Revises provisions governing public investments. (BDR 31-357)
Notably, the bill modifies previous requirements where a corporation funded through the State Permanent School Fund must allocate a minimum of 70% of private equity funding to businesses located in Nevada. AB33 adjusts this figure, lowering it to more than 50%. This change is designed to provide greater flexibility for investments, allowing funds to support businesses outside the state as long as the majority of the funding remains within Nevada. This dual approach is intended to stimulate local economic growth while also providing opportunities for broader investment strategies.
Assembly Bill No. 33 focuses on the governance and administration of state investments, particularly concerning the State Permanent School Fund. The bill enhances the investment options available to the State Treasurer by expanding the list of authorized investments to include specific commercial papers and corporate bonds. This measure is aimed at maximizing returns for the fund, which is essential for supporting public education in Nevada.

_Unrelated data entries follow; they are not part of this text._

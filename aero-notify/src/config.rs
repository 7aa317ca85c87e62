use std::collections::HashMap;
use std::fmt;
use std::io::Read;
use std::path::PathBuf;
use std::time::Duration;

use anyhow::Result;
use serde::{Deserialize, Serialize};

use crate::error::ConfigError;
use crate::event::{EventSet, FieldSet};

pub const HOST_KEY: &str = "notify_amqp_host";
pub const PORT_KEY: &str = "notify_amqp_port";
pub const USER_KEY: &str = "notify_amqp_user";
pub const PASSWORD_KEY: &str = "notify_amqp_password";
pub const EXCHANGE_KEY: &str = "notify_amqp_exchange";
pub const ROUTING_KEY_KEY: &str = "notify_amqp_routing_key";
pub const EVENTS_KEY: &str = "notify_events";
pub const FIELDS_KEY: &str = "notify_fields";

/// String keyed settings of a mail user, as handed over by the mail server.
pub type Settings = HashMap<String, String>;

#[derive(Serialize, Deserialize, Clone, PartialEq)]
pub struct BrokerConfig {
    pub host: String,
    pub port: u16,
    pub user: String,
    pub password: String,
    pub exchange: String,
    pub routing_key: String,
}

impl BrokerConfig {
    pub fn from_settings(settings: &Settings) -> Result<Self, ConfigError> {
        let host = required(settings, HOST_KEY)?;
        if host.trim().is_empty() {
            return Err(ConfigError::Malformed {
                key: HOST_KEY,
                value: host.to_string(),
                reason: "host is empty".into(),
            });
        }

        let raw_port = required(settings, PORT_KEY)?;
        let port = match raw_port.trim().parse::<u16>() {
            Ok(0) => Err("port 0 is not usable".to_string()),
            Ok(p) => Ok(p),
            Err(e) => Err(e.to_string()),
        }
        .map_err(|reason| ConfigError::Malformed {
            key: PORT_KEY,
            value: raw_port.to_string(),
            reason,
        })?;

        Ok(Self {
            host: host.trim().to_string(),
            port,
            user: required(settings, USER_KEY)?.to_string(),
            password: required(settings, PASSWORD_KEY)?.to_string(),
            exchange: required(settings, EXCHANGE_KEY)?.to_string(),
            routing_key: required(settings, ROUTING_KEY_KEY)?.to_string(),
        })
    }

    pub fn address(&self) -> String {
        format!("{}:{}", self.host, self.port)
    }
}

impl fmt::Debug for BrokerConfig {
    fn fmt(&self, f: &mut fmt::Formatter<'_>) -> fmt::Result {
        f.debug_struct("BrokerConfig")
            .field("host", &self.host)
            .field("port", &self.port)
            .field("user", &self.user)
            .field("password", &"********")
            .field("exchange", &self.exchange)
            .field("routing_key", &self.routing_key)
            .finish()
    }
}

fn required<'a>(settings: &'a Settings, key: &'static str) -> Result<&'a str, ConfigError> {
    settings
        .get(key)
        .map(String::as_str)
        .ok_or(ConfigError::Missing(key))
}

pub fn events_from_settings(settings: &Settings) -> Result<EventSet, ConfigError> {
    match settings.get(EVENTS_KEY) {
        None => Ok(EventSet::defaults()),
        Some(v) => EventSet::parse(v).map_err(|reason| ConfigError::Malformed {
            key: EVENTS_KEY,
            value: v.clone(),
            reason,
        }),
    }
}

pub fn fields_from_settings(settings: &Settings) -> Result<FieldSet, ConfigError> {
    match settings.get(FIELDS_KEY) {
        None => Ok(FieldSet::defaults()),
        Some(v) => FieldSet::parse(v).map_err(|reason| ConfigError::Malformed {
            key: FIELDS_KEY,
            value: v.clone(),
            reason,
        }),
    }
}

/// Service configuration file
#[derive(Serialize, Deserialize, Debug, Clone)]
pub struct NotifyConfig {
    #[serde(default = "default_timeout_secs")]
    pub timeout_secs: u64,

    /// Settings shared by every user
    #[serde(default)]
    pub settings: Settings,

    /// Per user overrides of `settings`
    #[serde(default)]
    pub users: HashMap<String, Settings>,
}

impl NotifyConfig {
    pub fn timeout(&self) -> Duration {
        Duration::from_secs(self.timeout_secs)
    }

    pub fn settings_for(&self, username: &str) -> Settings {
        let mut merged = self.settings.clone();
        if let Some(overrides) = self.users.get(username) {
            merged.extend(overrides.iter().map(|(k, v)| (k.clone(), v.clone())));
        }
        merged
    }
}

pub fn read_config(config_file: PathBuf) -> Result<NotifyConfig> {
    let mut file = std::fs::OpenOptions::new()
        .read(true)
        .open(config_file.as_path())?;

    let mut config = String::new();
    file.read_to_string(&mut config)?;

    Ok(toml::from_str(&config)?)
}

fn default_timeout_secs() -> u64 {
    10
}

It strives to ensure that a larger portion of the state's investment portfolio can be effectively utilized under the existing financial framework.
The bill has raised discussions regarding its implications for local versus statewide economic interests. Critics argue that allowing investments in external businesses may divert necessary funds from local enterprises, potentially undermining job growth within Nevada. Proponents, however, defend that this approach will attract more diverse investments and ultimately benefit the economic stability of the state. This debate highlights the ongoing tension between generating immediate economic benefits and ensuring sustained local economic development.